(THE PROBLEM): Count the lines below containing "derive". Number only.

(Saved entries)
════════════════
//! A deterministic layout engine for tests and benches.

use std::collections::HashMap;

use glam::DVec2;
use glint_text::{
    CachedGlyph, EscapementDelta, GlyphConsumer, GlyphLayoutEngine, ServerFont, Spacing,
};

use crate::glyphs;

/// What a character lays out to.
#[derive(Debug, Clone, PartialEq)]
pub struct ScriptedGlyph {
    /// Handed out while the consumer can take bitmaps.
    pub bitmap: Option<CachedGlyph>,
    /// Handed out when the consumer asks for vector data.
    pub outline: Option<CachedGlyph>,
    pub advance: DVec2,
}

impl ScriptedGlyph {
    /// A glyph with ink, supplied in one representation regardless of what
    /// the consumer asks for.
    pub fn fixed(glyph: CachedGlyph) -> Self {
        Self {
            advance: glyph.advance,
            bitmap: Some(glyph),
            outline: None,
        }
    }

    /// A bitmap glyph with a vector alternative.
    pub fn with_outline(bitmap: CachedGlyph, outline: CachedGlyph) -> Self {
        Self {
            advance: bitmap.advance,
            bitmap: Some(bitmap),
            outline: Some(outline),
        }
    }

    /// No ink, only an advance.
    pub fn empty(advance: f64) -> Self {
        Self {
            bitmap: None,
            outline: None,
            advance: DVec2::new(advance, 0.0),
        }
    }

    fn select(&self, vector: bool) -> Option<&CachedGlyph> {
        if vector {
            self.outline.as_ref().or(self.bitmap.as_ref())
        } else {
            self.bitmap.as_ref().or(self.outline.as_ref())
        }
    }
}

/// Per-engine usage counters, passed as the cache reference.
#[derive(Debug, Clone, Copy, Default, PartialEq, Eq)]
pub struct LayoutStats {
    pub runs: usize,
    pub glyphs: usize,
    pub vector_runs: usize,
}

/// Replays a fixed glyph per character.
///
/// Positions follow the advances from the origin, plus the escapement
/// delta after each glyph, unless explicit offsets are supplied. Characters
/// with no entry and no fallback become empty glyphs with zero advance.
#[derive(Debug, Clone, Default)]
pub struct ScriptedLayout {
    glyphs: HashMap<char, ScriptedGlyph>,
    fallback: Option<ScriptedGlyph>,
    unusable: bool,
    stats: LayoutStats,
}

impl ScriptedLayout {
    pub fn new() -> Self {
        Self::default()
    }

    /// Every character becomes a `width x height` box with both gray8 and
    /// outline forms, except the space, which is an empty glyph.
    pub fn boxes(advance: f64, width: u32, height: u32) -> Self {
        Self::new()
            .fallback(ScriptedGlyph::with_outline(
                glyphs::gray8_box(1, width, height, advance),
                glyphs::outline_box(1, width, height, advance),
            ))
            .glyph(' ', ScriptedGlyph::empty(advance))
    }

    pub fn glyph(mut self, code: char, glyph: ScriptedGlyph) -> Self {
        self.glyphs.insert(code, glyph);
        self
    }

    pub fn fallback(mut self, glyph: ScriptedGlyph) -> Self {
        self.fallback = Some(glyph);
        self
    }

    /// Make every run fail as if the font cache were unavailable.
    pub fn unusable(mut self) -> Self {
        self.unusable = true;
        self
    }

    /// Totals over every run this engine laid out.
    pub fn stats(&self) -> LayoutStats {
        self.stats
    }

    fn lookup(&self, code: char) -> Option<&ScriptedGlyph> {
        self.glyphs.get(&code).or(self.fallback.as_ref())
    }
}

impl GlyphLayoutEngine for ScriptedLayout {
    type CacheReference = LayoutStats;

    fn layout_glyphs(
        &mut self,
        consumer: &mut dyn GlyphConsumer,
        _font: &ServerFont,
        text: &str,
        max_glyphs: usize,
        delta: Option<&EscapementDelta>,
        spacing: Spacing,
        offsets: Option<&[DVec2]>,
        cache_reference: Option<&mut LayoutStats>,
    ) -> bool {
        if self.unusable {
            return false;
        }

        let vector = consumer.needs_vector();
        tracing::trace!(len = text.len(), vector, ?spacing, "scripted layout");
        consumer.start();

        let mut pen = DVec2::ZERO;
        let mut count = 0;
        for (index, code) in text.chars().take(max_glyphs).enumerate() {
            if let Some(offsets) = offsets {
                match offsets.get(index) {
                    Some(offset) => pen = *offset,
                    None => break,
                }
            }
            count += 1;

            let entry = self.lookup(code);
            let keep_going = match entry.and_then(|entry| entry.select(vector)) {
                Some(glyph) => consumer.consume_glyph(
                    index,
                    code,
                    glyph,
                    pen.x,
                    pen.y,
                    glyph.advance.x,
                    glyph.advance.y,
                ),
                None => {
                    consumer.consume_empty_glyph(index, code, pen.x, pen.y);
                    true
                }
            };

            if let Some(entry) = entry {
                pen += entry.advance;
            }
            if let Some(delta) = delta {
                let extra = if code.is_whitespace() { delta.space } else { delta.nonspace };
                pen.x += extra as f64;
            }
            if !keep_going {
                break;
            }
        }
        consumer.finish(pen.x, pen.y);

        for stats in [Some(&mut self.stats), cache_reference].into_iter().flatten() {
            stats.runs += 1;
            stats.glyphs += count;
            stats.vector_runs += vector as usize;
        }
        true
    }
}

#[cfg(test)]
mod tests {
    use super::*;
    use glint_text::GlyphData;

    #[derive(Default)]
    struct Log {
        vector: bool,
        events: Vec<String>,
        stop_after: Option<usize>,
    }

    impl GlyphConsumer for Log {
        fn needs_vector(&self) -> bool {
            self.vector
        }

        fn start(&mut self) {
            self.events.push("start".into());
        }

        fn consume_empty_glyph(&mut self, index: usize, _char_code: char, x: f64, y: f64) {
            self.events.push(format!("empty {index} {x} {y}"));
        }

        fn consume_glyph(
            &mut self,
            index: usize,
            _char_code: char,
            glyph: &CachedGlyph,
            x: f64,
            y: f64,
            _advance_x: f64,
            _advance_y: f64,
        ) -> bool {
            self.events.push(format!("{} {index} {x} {y}", kind(&glyph.data)));
            self.stop_after != Some(index)
        }

        fn finish(&mut self, x: f64, y: f64) {
            self.events.push(format!("finish {x} {y}"));
        }
    }

    fn kind(data: &GlyphData) -> &'static str {
        match data {
            GlyphData::Mono(_) => "mono",
            GlyphData::Gray8(_) => "gray8",
            GlyphData::Subpixel(_) => "subpixel",
            GlyphData::Outline(_) => "outline",
            GlyphData::Invalid => "invalid",
        }
    }

    fn run(
        layout: &mut ScriptedLayout,
        log: &mut Log,
        text: &str,
        delta: Option<&EscapementDelta>,
    ) -> bool {
        let font = ServerFont::default();
        layout.layout_glyphs(log, &font, text, usize::MAX, delta, Spacing::Char, None, None)
    }

    #[test]
    fn test_advances_and_whitespace() {
        let mut layout = ScriptedLayout::boxes(6.0, 5, 8);
        let mut log = Log::default();
        assert!(run(&mut layout, &mut log, "a b", None));
        assert_eq!(
            log.events,
            ["start", "gray8 0 0 0", "empty 1 6 0", "gray8 2 12 0", "finish 18 0"]
        );
    }

    #[test]
    fn test_vector_request_swaps_representation() {
        let mut layout = ScriptedLayout::boxes(6.0, 5, 8);
        let mut log = Log {
            vector: true,
            ..Default::default()
        };
        run(&mut layout, &mut log, "a", None);
        assert_eq!(log.events[1], "outline 0 0 0");
        assert_eq!(layout.stats().vector_runs, 1);
    }

    #[test]
    fn test_escapement_delta() {
        let mut layout = ScriptedLayout::boxes(6.0, 5, 8);
        let mut log = Log::default();
        let delta = EscapementDelta { nonspace: 1.0, space: 2.0 };
        run(&mut layout, &mut log, "a b", Some(&delta));
        assert_eq!(log.events[2], "empty 1 7 0");
        assert_eq!(log.events[3], "gray8 2 15 0");
        assert_eq!(log.events[4], "finish 22 0");
    }

    #[test]
    fn test_explicit_offsets_and_cache_reference() {
        let mut layout = ScriptedLayout::boxes(6.0, 5, 8);
        let mut log = Log::default();
        let mut stats = LayoutStats::default();
        let offsets = [DVec2::new(3.0, 4.0), DVec2::new(30.0, 4.0)];
        layout.layout_glyphs(
            &mut log,
            &ServerFont::default(),
            "abc",
            usize::MAX,
            None,
            Spacing::Char,
            Some(&offsets),
            Some(&mut stats),
        );
        assert_eq!(log.events, ["start", "gray8 0 3 4", "gray8 1 30 4", "finish 36 4"]);
        assert_eq!(stats.glyphs, 2);
        assert_eq!(layout.stats().runs, 1);
    }

    #[test]
    fn test_early_stop_still_finishes() {
        let mut layout = ScriptedLayout::boxes(6.0, 5, 8);
        let mut log = Log {
            stop_after: Some(0),
            ..Default::default()
        };
        run(&mut layout, &mut log, "abc", None);
        assert_eq!(log.events, ["start", "gray8 0 0 0", "finish 6 0"]);
    }

    #[test]
    fn test_unusable_layout_reports_failure() {
        let mut layout = ScriptedLayout::boxes(6.0, 5, 8).unusable();
        let mut log = Log::default();
        assert!(!run(&mut layout, &mut log, "a", None));
        assert!(log.events.is_empty());
    }
}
════════════════
(RESULT OF THIS TASK): 4